**THE TASK:** A single figure is the whole answer: the number of lines in the entries that contain "trait".

#### DATA EXCERPTS ####

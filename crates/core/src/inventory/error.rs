//! Inventory error types.

use agrobill_shared::AppError;
use agrobill_shared::types::VariantId;
use thiserror::Error;

/// Errors that can occur while moving stock.
#[derive(Debug, Clone, PartialEq, Eq, Error)]
pub enum InventoryError {
    /// A sale asks for more than is on hand.
    #[error("Insufficient stock for variant {variant_id}: requested {requested}, available {available}")]
    InsufficientStock {
        /// Variant being sold.
        variant_id: VariantId,
        /// Units the order takes.
        requested: u64,
        /// Units on hand.
        available: i64,
    },

    /// A line quantity does not fit in a stock level.
    #[error("Quantity too large for variant {variant_id}: {quantity}")]
    QuantityTooLarge {
        /// Variant being moved.
        variant_id: VariantId,
        /// Offending quantity.
        quantity: u64,
    },
}

impl InventoryError {
    /// Returns the error code for API responses.
    #[must_use]
    pub const fn error_code(&self) -> &'static str {
        match self {
            Self::InsufficientStock { .. } => "INSUFFICIENT_STOCK",
            Self::QuantityTooLarge { .. } => "QUANTITY_TOO_LARGE",
        }
    }
}

impl From<InventoryError> for AppError {
    fn from(err: InventoryError) -> Self {
        match err {
            InventoryError::InsufficientStock { .. } => Self::Conflict(err.to_string()),
            InventoryError::QuantityTooLarge { .. } => Self::InvalidInput(err.to_string()),
        }
    }
}
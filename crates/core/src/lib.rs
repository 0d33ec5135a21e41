//! Core billing logic for AgroBill.
//!
//! This crate contains pure business logic with ZERO web or database dependencies.
//! Pricing rules, period filtering, and stock movements live here; callers
//! own persistence and transport.
//!
//! # Modules
//!
//! - `billing` - Line items, order totals, GST split, orders
//! - `payment` - Payment status and the payment type printed on bills
//! - `reports` - Period filtering and sales summaries
//! - `format` - Rupee formatting with Indian digit grouping
//! - `inventory` - Stock on hand per variant
//! - `access` - Staff permissions passed explicitly to operations

pub mod access;
pub mod billing;
pub mod format;
pub mod inventory;
pub mod payment;
pub mod reports;
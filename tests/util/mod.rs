//! Test utilities: scratch files, pipes, and a scripted stand-in for a descriptor.
#![allow(dead_code, unused_macros)]

#[macro_use]
mod eyre;
mod scripted;
mod xorshift;

#[allow(unused_imports)]
pub use {eyre::*, scripted::*, xorshift::*};

use crate::OrErrno;
use std::{
    fs::{File, OpenOptions},
    io::Write,
    os::fd::{AsFd, AsRawFd, BorrowedFd, FromRawFd, OwnedFd},
    path::PathBuf,
};
use tempdir::TempDir;

pub fn test_wrapper(f: impl FnOnce() -> TestResult) -> TestResult {
    eyre::install();
    f()
}
/// For async tests, which cannot go through `test_wrapper`.
pub fn install_eyre() { eyre::install() }

/// A file with the given contents in a fresh temporary directory, which is removed on drop.
pub struct ScratchFile {
    _dir: TempDir,
    pub path: PathBuf,
}
impl ScratchFile {
    pub fn new(name: &str, contents: &[u8]) -> TestResult<Self> {
        let dir = TempDir::new(name).opname("temporary directory creation")?;
        let path = dir.path().join(name);
        File::create(&path)
            .and_then(|mut f| f.write_all(contents))
            .opname("scratch file creation")?;
        Ok(Self { _dir: dir, path })
    }
    pub fn open(&self) -> TestResult<File> { File::open(&self.path).opname("open") }
    pub fn open_rw(&self) -> TestResult<File> {
        OpenOptions::new().read(true).write(true).open(&self.path).opname("open")
    }
}

pub fn pipe() -> TestResult<(OwnedFd, OwnedFd)> {
    let mut fds = [0; 2];
    let success = unsafe { libc::pipe(fds.as_mut_ptr()) == 0 };
    success.true_val_or_errno(()).opname("pipe")?;
    // SAFETY: freshly created and not owned by anything else
    Ok(unsafe { (OwnedFd::from_raw_fd(fds[0]), OwnedFd::from_raw_fd(fds[1])) })
}

pub fn set_nonblocking(fd: BorrowedFd<'_>) -> TestResult {
    let flags = unsafe { libc::fcntl(fd.as_raw_fd(), libc::F_GETFL) };
    (flags != -1).true_val_or_errno(()).opname("F_GETFL")?;
    let success =
        unsafe { libc::fcntl(fd.as_raw_fd(), libc::F_SETFL, flags | libc::O_NONBLOCK) != -1 };
    success.true_val_or_errno(()).opname("F_SETFL")?;
    Ok(())
}

pub fn write_all(fd: &OwnedFd, data: &[u8]) -> TestResult {
    File::from(fd.try_clone().opname("dup")?)
        .write_all(data)
        .opname("write")
}

/// The OS-level cursor of a descriptor.
pub fn os_position(fd: impl AsFd) -> TestResult<u64> {
    crate::os::unix::current_position(fd.as_fd()).opname("lseek")
}
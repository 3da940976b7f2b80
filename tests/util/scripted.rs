use crate::os::unix::RawRead;
use std::{collections::VecDeque, io, mem::MaybeUninit};

#[derive(Clone, Debug)]
pub enum Step {
    /// Hands out up to this many bytes of the stream, less if the buffer is smaller.
    Bytes(usize),
    /// Fails with `EINTR` without transferring anything.
    Interrupt,
    /// Fails with the given error code.
    Fail(i32),
}

/// A stand-in for a descriptor which replays a script of read results over a byte stream.
///
/// Once the script runs out, the rest of the stream is served in full-buffer chunks and then
/// end of stream is reported.
#[derive(Debug)]
pub struct Scripted {
    data: Vec<u8>,
    cursor: usize,
    script: VecDeque<Step>,
    /// Buffer length and offset of every call, interrupted ones included.
    pub calls: Vec<(usize, Option<u64>)>,
}
impl Scripted {
    pub fn new(data: Vec<u8>, script: impl IntoIterator<Item = Step>) -> Self {
        Self { data, cursor: 0, script: script.into_iter().collect(), calls: Vec::new() }
    }
    pub fn calls_made(&self) -> usize { self.calls.len() }

    fn serve(&mut self, buf: &mut [MaybeUninit<u8>], offset: Option<u64>, max: usize) -> usize {
        let start = match offset {
            Some(o) => o as usize,
            None => self.cursor,
        };
        let avail = self.data.get(start..).unwrap_or_default();
        let n = avail.len().min(buf.len()).min(max);
        for (dst, &src) in buf.iter_mut().zip(&avail[..n]) {
            dst.write(src);
        }
        if offset.is_none() {
            self.cursor += n;
        }
        n
    }
}
impl RawRead for Scripted {
    fn raw_read(&mut self, buf: &mut [MaybeUninit<u8>], offset: Option<u64>) -> io::Result<usize> {
        self.calls.push((buf.len(), offset));
        match self.script.pop_front() {
            Some(Step::Bytes(max)) => Ok(self.serve(buf, offset, max)),
            Some(Step::Interrupt) => Err(io::Error::from_raw_os_error(libc::EINTR)),
            Some(Step::Fail(code)) => Err(io::Error::from_raw_os_error(code)),
            None => Ok(self.serve(buf, offset, usize::MAX)),
        }
    }
}
use std::{io, mem::MaybeUninit};

pub(crate) trait OrErrno<T>: Sized {
    fn true_or_errno(self, f: impl FnOnce() -> T) -> io::Result<T>;
    #[inline(always)]
    fn true_val_or_errno(self, value: T) -> io::Result<T> { self.true_or_errno(|| value) }
}
impl<B: ToBool, T> OrErrno<T> for B {
    #[inline]
    fn true_or_errno(self, f: impl FnOnce() -> T) -> io::Result<T> {
        if self.to_bool() {
            Ok(f())
        } else {
            Err(io::Error::last_os_error())
        }
    }
}

pub(crate) trait ToBool {
    fn to_bool(self) -> bool;
}
impl ToBool for bool {
    #[inline(always)]
    fn to_bool(self) -> bool { self }
}

pub(crate) trait RawOsErrorExt {
    fn eeq(self, other: i32) -> bool;
}
impl RawOsErrorExt for Option<i32> {
    #[inline(always)]
    fn eeq(self, other: i32) -> bool { self == Some(other) }
}

/// Whether the error is the "try again later" signal of a non-blocking descriptor.
// EAGAIN and EWOULDBLOCK are distinct values on a handful of platforms.
#[inline]
pub(crate) fn is_would_block(e: &io::Error) -> bool {
    let code = e.raw_os_error();
    code.eeq(libc::EAGAIN) || code.eeq(libc::EWOULDBLOCK)
}

#[inline]
pub(crate) fn enomem() -> io::Error { io::Error::from_raw_os_error(libc::ENOMEM) }

/// Shortens the slice to at most `len` elements.
#[inline(always)]
pub(crate) fn prefix_mut(s: &mut [MaybeUninit<u8>], len: usize) -> &mut [MaybeUninit<u8>] {
    let len = len.min(s.len());
    s.split_at_mut(len).0
}
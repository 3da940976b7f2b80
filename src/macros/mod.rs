#![allow(unused_macros)]

macro_rules! make_macro_modules {
    ($($modname:ident),+ $(,)?) => {$(
        #[macro_use] mod $modname;
    )+};
}

make_macro_modules! {
    ok_or_ret_errno, derive_buffered_handle,
}
/// The 32-bit variant of the Xorshift PRNG algorithm.
///
/// Used to fill test files with bytes that make misplaced offsets show up as mismatches.
#[repr(transparent)]
#[derive(Copy, Clone, Debug)]
pub struct Xorshift32(pub u32);
impl Xorshift32 {
    pub fn next(&mut self) -> u32 {
        self.0 ^= self.0 << 13;
        self.0 ^= self.0 >> 17;
        self.0 ^= self.0 << 5;
        self.0
    }
}
impl Iterator for Xorshift32 {
    type Item = u32;
    fn next(&mut self) -> Option<Self::Item> {
        Some(self.next())
    }
}

/// Deterministic pseudorandom content of the given length.
pub fn pattern(len: usize) -> Vec<u8> {
    Xorshift32(0x2545_f491).take(len).map(|x| x as u8).collect()
}
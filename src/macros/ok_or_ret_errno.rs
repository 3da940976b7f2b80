macro_rules! ok_or_errno {
    ($success:expr => $($scb:tt)+) => {
        if $success {
            Ok($($scb)+)
        } else {
            Err(::std::io::Error::last_os_error())
        }
    };
}
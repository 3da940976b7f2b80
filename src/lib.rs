#![doc = include_str!("../README.md")]
#![cfg_attr(feature = "doc_cfg", feature(doc_cfg))]
// If this was in Cargo.toml, it would cover the inspector binary as well
#![warn(
    missing_docs,
    clippy::panic_in_result_fn,
    clippy::missing_assert_message,
    clippy::indexing_slicing,
    clippy::arithmetic_side_effects
)]

mod platform_check;

#[macro_use]
mod macros;

pub mod error;
pub mod options;
pub mod outcome;
pub mod stdio;
pub mod target;

mod accumulate;
mod bounded;
mod resync;

// Only the `unix` module exists; see platform_check.rs.
mod os {
    #[cfg(unix)]
    pub(crate) mod unix;
}

#[cfg(feature = "tokio")]
#[cfg_attr(feature = "doc_cfg", doc(cfg(feature = "tokio")))]
pub mod tokio;

#[doc(inline)]
pub use {
    error::{Operation, ReadnError},
    options::{readn, ReadOptions, DEFAULT_ALLOC_INCREMENT},
    outcome::Outcome,
    stdio::StdioFile,
    target::{BufferedHandle, Target},
};

mod misc;
pub(crate) use misc::*;

#[cfg(test)]
#[path = "../tests/index.rs"]
#[allow(clippy::unwrap_used, clippy::arithmetic_side_effects, clippy::indexing_slicing)]
mod tests;
//! The three non-error results of a read call, and how a finished read is turned into one.

use crate::{
    error::{Operation, ReadnError},
    is_would_block,
};
use std::io;

/// Successful result of a read call.
///
/// Errors are reported separately as [`ReadnError`]. A "would block" condition on a
/// non-blocking descriptor is not an error and shows up here as [`WouldBlock`](Self::WouldBlock).
#[derive(Clone, Debug, PartialEq, Eq)]
pub enum Outcome {
    /// At least one byte was read.
    Data(Vec<u8>),
    /// The stream is exhausted and nothing was read.
    Eof,
    /// The descriptor is non-blocking and has no data right now.
    WouldBlock,
}
impl Outcome {
    /// Whether this is [`Eof`](Self::Eof).
    #[inline]
    pub fn is_eof(&self) -> bool { matches!(self, Self::Eof) }
    /// Whether this is [`WouldBlock`](Self::WouldBlock).
    #[inline]
    pub fn is_would_block(&self) -> bool { matches!(self, Self::WouldBlock) }
    /// The bytes read, if any.
    #[inline]
    pub fn data(&self) -> Option<&[u8]> {
        match self {
            Self::Data(d) => Some(d),
            _ => None,
        }
    }
    /// Takes the bytes read, if any.
    #[inline]
    pub fn into_data(self) -> Option<Vec<u8>> {
        match self {
            Self::Data(d) => Some(d),
            _ => None,
        }
    }
}

/// What a read loop ended with: the bytes accumulated so far and the error that stopped it,
/// if there was one.
#[derive(Debug, Default)]
pub(crate) struct ReadRecord {
    pub buf: Vec<u8>,
    pub err: Option<io::Error>,
}
impl ReadRecord {
    /// Decides the result of the call.
    ///
    /// Bytes take precedence over a recorded error: the error is dropped, and the next call on
    /// the same source will observe it with nothing read.
    pub fn classify(self) -> Result<Outcome, ReadnError> {
        let Self { buf, err } = self;
        if !buf.is_empty() {
            return materialize(buf).map(Outcome::Data);
        }
        match err {
            Some(e) if is_would_block(&e) => Ok(Outcome::WouldBlock),
            Some(e) => Err(ReadnError::new(Operation::Readn, e)),
            None => Ok(Outcome::Eof),
        }
    }
}

/// Copies the bytes into an exactly-sized vector unless the buffer already is one.
///
/// The copy is fallible; an allocation failure here becomes `ENOMEM` with the allocator's
/// explanation attached.
pub(crate) fn materialize(buf: Vec<u8>) -> Result<Vec<u8>, ReadnError> {
    if buf.capacity() == buf.len() {
        return Ok(buf);
    }
    let mut out = Vec::new();
    out.try_reserve_exact(buf.len()).map_err(|e| {
        ReadnError::with_message(Operation::Materialize, crate::enomem(), e.to_string())
    })?;
    out.extend_from_slice(&buf);
    Ok(out)
}
use color_eyre::eyre::WrapErr;
use std::{fmt::Display, sync::Mutex};

pub type TestResult<T = ()> = color_eyre::eyre::Result<T>;

static COLOR_EYRE_INSTALLED: Mutex<bool> = Mutex::new(false);
pub(super) fn install() {
    let mut lock = COLOR_EYRE_INSTALLED.lock().unwrap();
    if !*lock {
        let _ = color_eyre::install();
        *lock = true;
    }
}

pub trait OpName<T> {
    fn opname(self, name: &'static str) -> TestResult<T>;
}
impl<T, E: std::error::Error + Send + Sync + 'static> OpName<T> for Result<T, E> {
    fn opname(self, name: &'static str) -> TestResult<T> {
        self.wrap_err_with(|| format!("{name} failed"))
    }
}

pub fn fail<T>(what: impl Display) -> TestResult<T> {
    Err(color_eyre::eyre::eyre!("{what}"))
}

macro_rules! ensure_eq {
    ($left:expr, $right:expr $(,)?) => {
        match (&$left, &$right) {
            (left_val, right_val) => {
                ::color_eyre::eyre::ensure!((left_val == right_val), r#"assertion failed: `(left == right)`
  left: `{:?}`,
 right: `{:?}`"#, left_val, right_val);
            }
        }
    };
    ($left:expr, $right:expr, $($arg:tt)+) => {
        match (&$left, &$right) {
            (left_val, right_val) => {
                ::color_eyre::eyre::ensure!((left_val == right_val), r#"assertion failed: `(left == right)`
  left: `{:?}`,
 right: `{:?}`: {}"#, left_val, right_val, ::core::format_args!($($arg)+));
            }
        }
    };
}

####

**RESPONSE:** 4